Kerala Governor signs off on ordinance amending Kerala Police Act to combat defamation, communication of abusive material

The Kerala Cabinet had earlier announced that there was lacuna in the existent legal framework after the striking down of Section 66-A of the Information Technology Act.
Kerala Governor signs off on ordinance amending Kerala Police Act to combat defamation, communication of abusive material
State Police Headquarters Kerala

The Kerala Governor, Arif Mohammad Khan on Saturday signed off on a controversial ordinance introduced by the Left government in the State which amends the Kerala Police Act by introducing Section 118A to criminalise certain classes of communication and publications.

This new provision makes any expression, publication or dissemination of threatening, abusive, defamatory or humiliating content made through any mode of communication punishable if the person does it knowing it to be false and damaging to reputation or mind of another person.

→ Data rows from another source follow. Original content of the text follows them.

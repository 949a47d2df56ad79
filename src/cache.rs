use crate::LinkPreviewData;
use dashmap::DashMap;
use std::sync::Arc;

/// Resolved previews keyed by source URL. Failures are never stored, so a failed URL is
/// fetched again the next time it is detected.
#[derive(Clone)]
pub struct Cache {
    cache: Arc<DashMap<String, LinkPreviewData>>,
    capacity: usize,
}

impl Cache {
    pub fn new(capacity: usize) -> Self {
        let capacity = if capacity == 0 { 100 } else { capacity };
        Self {
            cache: Arc::new(DashMap::with_capacity(capacity)),
            capacity,
        }
    }

    pub async fn get(&self, key: &str) -> Option<LinkPreviewData> {
        self.cache.get(key).map(|entry| entry.clone())
    }

    pub async fn set(&self, key: String, value: LinkPreviewData) {
        if self.cache.len() >= self.capacity && !self.cache.contains_key(&key) {
            return;
        }
        self.cache.insert(key, value);
    }

    pub fn len(&self) -> usize {
        self.cache.len()
    }

    pub fn is_empty(&self) -> bool {
        self.cache.is_empty()
    }
}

A person, if convicted for the offence, can be punished with imprisonment of upto 3 years or fine of Rs. 10,000 or both.

Snapshot of Kerala Police (Amendment) Act
Snapshot of Kerala Police (Amendment) Act

A press release dated October 21 by the Kerala government, had pointed out that the Central government has not introduced a new provision to replace Section 66-A of the Information Technology Act and Section 118(d) of the Kerala Police Act after they were struck down by the Supreme Court in 2014. The lacuna in the existent legal framework led the Kerala cabinet to promulgate the ordinance, it was stated.

Section 66-A of the IT Act 2000 and Section 118 (d) of the Kerala Police Act 2011 were quashed by the Supreme Court on the ground that it was against freedom of speech and expression and vague and prone to misuse.

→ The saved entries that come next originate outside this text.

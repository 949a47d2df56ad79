//! Watches free text for a supported link and keeps a single preview request in flight for it.
//!
//! Each newly detected URL starts an observation cycle owning one [`CancellationToken`]. Starting
//! a cycle, clearing the text, or dropping the orchestrator cancels the previous token, and a
//! cycle only writes state while its token is live. The liveness check runs inside the watch
//! channel's write lock, and callers always cancel before they write, so a superseded cycle can
//! never overwrite newer state.

use crate::fetcher::{fetch_cancellable, FetchOutcome};
use crate::{extract_domain, LinkPreviewData, LinkPreviewGenerator, PreviewFetcher, UrlDetector};
use std::sync::Arc;
use std::time::Duration;
use tokio::sync::watch;
use tokio::task::JoinHandle;
use tokio_util::sync::CancellationToken;
use tracing::{debug, instrument};

pub const DEFAULT_DEBOUNCE: Duration = Duration::from_millis(300);
pub const DEFAULT_ERROR_MESSAGE: &str = "Unable to load the link preview.";

#[derive(Debug, Clone)]
pub struct OrchestratorConfig {
    /// Delay between detecting a URL and requesting its preview. Zero disables it.
    pub debounce: Duration,
    /// Already-localized message published when a preview request fails.
    pub error_message: String,
}

impl Default for OrchestratorConfig {
    fn default() -> Self {
        Self {
            debounce: DEFAULT_DEBOUNCE,
            error_message: DEFAULT_ERROR_MESSAGE.to_string(),
        }
    }
}

impl OrchestratorConfig {
    pub fn with_debounce(mut self, debounce: Duration) -> Self {
        self.debounce = debounce;
        self
    }

    pub fn with_error_message(mut self, message: impl Into<String>) -> Self {
        self.error_message = message.into();
        self
    }
}

/// What the view renders for the preview slot.
#[derive(Debug, Clone, Default, PartialEq, Eq)]
pub struct PreviewState {
    pub preview_data: Option<LinkPreviewData>,
    pub is_loading_preview: bool,
    pub preview_error: Option<String>,
}

impl PreviewState {
    pub fn is_idle(&self) -> bool {
        *self == PreviewState::default()
    }
}

struct Cycle {
    cancel: CancellationToken,
    task: Option<JoinHandle<()>>,
}

pub struct PreviewOrchestrator<F> {
    generator: LinkPreviewGenerator<F>,
    detector: UrlDetector,
    config: OrchestratorConfig,
    state: Arc<watch::Sender<PreviewState>>,
    last_detected_url: Option<String>,
    cycle: Option<Cycle>,
}

impl<F: PreviewFetcher + 'static> PreviewOrchestrator<F> {
    pub fn new(fetcher: Arc<F>) -> Self {
        Self::with_config(fetcher, UrlDetector::default(), OrchestratorConfig::default())
    }

    pub fn with_config(fetcher: Arc<F>, detector: UrlDetector, config: OrchestratorConfig) -> Self {
        let generator = LinkPreviewGenerator::with_domains(fetcher, detector.domains().clone());
        Self::with_generator(generator, detector, config)
    }

    pub fn with_generator(
        generator: LinkPreviewGenerator<F>,
        detector: UrlDetector,
        config: OrchestratorConfig,
    ) -> Self {
        let (state, _) = watch::channel(PreviewState::default());
        Self {
            generator,
            detector,
            config,
            state: Arc::new(state),
            last_detected_url: None,
            cycle: None,
        }
    }

    pub fn state(&self) -> PreviewState {
        self.state.borrow().clone()
    }

    pub fn subscribe(&self) -> watch::Receiver<PreviewState> {
        self.state.subscribe()
    }

    pub fn last_detected_url(&self) -> Option<&str> {
        self.last_detected_url.as_deref()
    }

    /// Re-evaluates the preview for the current text and returns the state after the change.
    ///
    /// Must be called from within a tokio runtime when the text holds a new supported URL,
    /// since the preview request runs as a spawned task.
    #[instrument(level = "trace", skip_all)]
    pub fn observe(&mut self, text: &str) -> PreviewState {
        let Some(url) = self.detector.detect(text) else {
            self.cancel_cycle();
            self.last_detected_url = None;
            self.state.send_if_modified(|state| {
                if state.is_idle() {
                    false
                } else {
                    *state = PreviewState::default();
                    true
                }
            });
            return self.state();
        };

        if self.last_detected_url.as_deref() == Some(url.as_str()) {
            return self.state();
        }

        self.cancel_cycle();
        let platform =
            extract_domain(&url).and_then(|host| self.detector.domains().platform_for(&host));
        debug!(url = %url, platform = ?platform, "Detected new preview URL");

        self.last_detected_url = Some(url.clone());
        self.state.send_modify(|state| {
            state.is_loading_preview = true;
            state.preview_error = None;
        });

        let cancel = CancellationToken::new();
        let task = tokio::spawn(run_cycle(
            self.generator.clone(),
            Arc::clone(&self.state),
            cancel.clone(),
            url,
            self.config.debounce,
            self.config.error_message.clone(),
        ));
        self.cycle = Some(Cycle {
            cancel,
            task: Some(task),
        });

        self.state()
    }

    /// Waits for the current cycle, if any, to finish and returns the resulting state.
    pub async fn settled(&mut self) -> PreviewState {
        if let Some(task) = self.cycle.as_mut().and_then(|cycle| cycle.task.take()) {
            let _ = task.await;
        }
        self.state()
    }

    /// Cancels any pending request. Later results are discarded.
    pub fn shutdown(&mut self) {
        self.cancel_cycle();
    }

    fn cancel_cycle(&mut self) {
        if let Some(cycle) = self.cycle.take() {
            if cycle.task.as_ref().is_some_and(|task| !task.is_finished()) {
                debug!("Cancelling superseded preview request");
            }
            cycle.cancel.cancel();
        }
    }
}

impl<F> Drop for PreviewOrchestrator<F> {
    fn drop(&mut self) {
        if let Some(cycle) = self.cycle.take() {
            cycle.cancel.cancel();
        }
    }
}

async fn run_cycle<F: PreviewFetcher>(
    generator: LinkPreviewGenerator<F>,
    state: Arc<watch::Sender<PreviewState>>,
    cancel: CancellationToken,
    url: String,
    debounce: Duration,
    error_message: String,
) {
    if !debounce.is_zero() {
        tokio::select! {
            biased;
            _ = cancel.cancelled() => return,
            _ = tokio::time::sleep(debounce) => {}
        }
    }

    let settled = match fetch_cancellable(&cancel, generator.generate_preview(&url, &cancel)).await
    {
        FetchOutcome::Ready(preview) => PreviewState {
            preview_data: Some(preview),
            is_loading_preview: false,
            preview_error: None,
        },
        FetchOutcome::Cancelled => {
            debug!(url = %url, "Preview request cancelled");
            return;
        }
        FetchOutcome::Failed(e) => {
            if !cancel.is_cancelled() {
                e.log();
            }
            PreviewState {
                preview_data: None,
                is_loading_preview: false,
                preview_error: Some(error_message),
            }
        }
    };

    let published = state.send_if_modified(|current| {
        if cancel.is_cancelled() {
            return false;
        }
        *current = settled;
        true
    });

    if !published {
        debug!(url = %url, "Discarded result of superseded preview request");
    }
}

Section 66-A was a provision in the Information Technology Act, 2000 that punished the transmission of offensive messages by way of a computer device. Offensive messages were described as any information that was grossly offensive or menacing character, information known to be false transmitted to cause annoyance, criminal intimidation, danger, enemity, hatred etc, or emails that caused annoyance or inconvenience.

The growing number of crimes against women committed in the State through social media was also cited as one of the reasons for introducing the new provision. The announcement declares that crimes against women over the internet, fake propaganda and hate speech spiked in the wake of the pandemic.

The October 21 press release referred to a Kerala High Court Order passed in May that recommended the introduction of appropriate laws to curtail social media war.

Though the cabinet decision had initially proposed a punishment with imprisonment up to 5 years, the punishment has now been modified to a combination of imprisonment upto 3 years or a fine upto Rs 10,000 or both.